▶ Saved entries:
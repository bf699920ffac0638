//! Per-session UI preferences.

use std::collections::BTreeSet;

use serde::{Deserialize, Serialize};

use crate::domain::types::TypeConstraintError;

#[derive(Clone, Copy, Debug, Default, Serialize, Deserialize, PartialEq, Eq, Hash)]
#[serde(rename_all = "lowercase")]
pub enum Language {
    #[default]
    En,
    Tr,
}

impl Language {
    pub const ALL: [Language; 2] = [Language::En, Language::Tr];

    pub fn code(self) -> &'static str {
        match self {
            Language::En => "en",
            Language::Tr => "tr",
        }
    }

    pub fn parse(value: &str) -> Result<Self, TypeConstraintError> {
        Self::ALL
            .into_iter()
            .find(|lang| lang.code().eq_ignore_ascii_case(value.trim()))
            .ok_or_else(|| TypeConstraintError::InvalidValue(format!("language `{value}`")))
    }
}

#[derive(Clone, Copy, Debug, Default, Serialize, Deserialize, PartialEq, Eq, Hash)]
#[serde(rename_all = "lowercase")]
pub enum Theme {
    #[default]
    Light,
    Dark,
}

impl Theme {
    pub fn parse(value: &str) -> Result<Self, TypeConstraintError> {
        match value.trim().to_lowercase().as_str() {
            "light" => Ok(Theme::Light),
            "dark" => Ok(Theme::Dark),
            other => Err(TypeConstraintError::InvalidValue(format!("theme `{other}`"))),
        }
    }

    pub fn toggled(self) -> Self {
        match self {
            Theme::Light => Theme::Dark,
            Theme::Dark => Theme::Light,
        }
    }
}

#[derive(Clone, Debug, Default, Serialize, Deserialize, PartialEq, Eq)]
#[serde(default)]
pub struct UiPreferences {
    pub language: Language,
    pub theme: Theme,
    pub sidebar_collapsed: bool,
    /// Pages whose onboarding tour was dismissed.
    pub dismissed_tours: BTreeSet<String>,
}

impl UiPreferences {
    pub fn show_tour(&self, page: &str) -> bool {
        !self.dismissed_tours.contains(page)
    }

    pub fn dismiss_tour(&mut self, page: &str) {
        self.dismissed_tours.insert(page.to_string());
    }
}

#[cfg(test)]
mod tests {
    use super::*;

    #[test]
    fn defaults_and_parsing() {
        let prefs = UiPreferences::default();
        assert_eq!(prefs.language, Language::En);
        assert_eq!(prefs.theme, Theme::Light);
        assert_eq!(Language::parse("TR"), Ok(Language::Tr));
        assert!(Theme::parse("blue").is_err());
        assert_eq!(Theme::Dark.toggled(), Theme::Light);
    }

    #[test]
    fn tours_are_dismissed_per_page() {
        let mut prefs = UiPreferences::default();
        assert!(prefs.show_tour("dashboard"));
        prefs.dismiss_tour("dashboard");
        assert!(!prefs.show_tour("dashboard"));
        assert!(prefs.show_tour("machines"));
    }
}
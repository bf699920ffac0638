use std::env;

use config::Config;
use dotenvy::dotenv;
use saphire_console::models::config::ServerConfig;

#[actix_web::main]
async fn main() -> std::io::Result<()> {
    dotenv().ok(); // Load .env file
    env_logger::init_from_env(env_logger::Env::default().default_filter_or("info"));

    // Select config profile (defaults to `local`).
    let app_env = env::var("APP_ENV").unwrap_or_else(|_| "local".into());

    let settings = Config::builder()
        // Add `./config/default.yaml`
        .add_source(config::File::with_name("config/default"))
        // Add environment-specific overrides
        .add_source(config::File::with_name(&format!("config/{}", app_env)).required(false))
        // Add settings from the environment (with a prefix of APP)
        .add_source(config::Environment::with_prefix("APP"))
        .build();

    let settings = match settings {
        Ok(settings) => settings,
        Err(err) => {
            log::error!("Error loading settings: {}", err);
            std::process::exit(1);
        }
    };

    let server_config = match settings.try_deserialize::<ServerConfig>() {
        Ok(server_config) => server_config,
        Err(err) => {
            log::error!("Error loading server config: {}", err);
            std::process::exit(1);
        }
    };

    log::info!(
        "Starting console on {}:{}",
        server_config.address,
        server_config.port
    );
    saphire_console::run(server_config).await
}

▶ WHAT IS REQUIRED: Looking at the data above, show all lines where the word "info" occurs.

▶ OUTPUT FOR THIS TASK:
    env_logger::init_from_env(env_logger::Env::default().default_filter_or("info"));
    log::info!(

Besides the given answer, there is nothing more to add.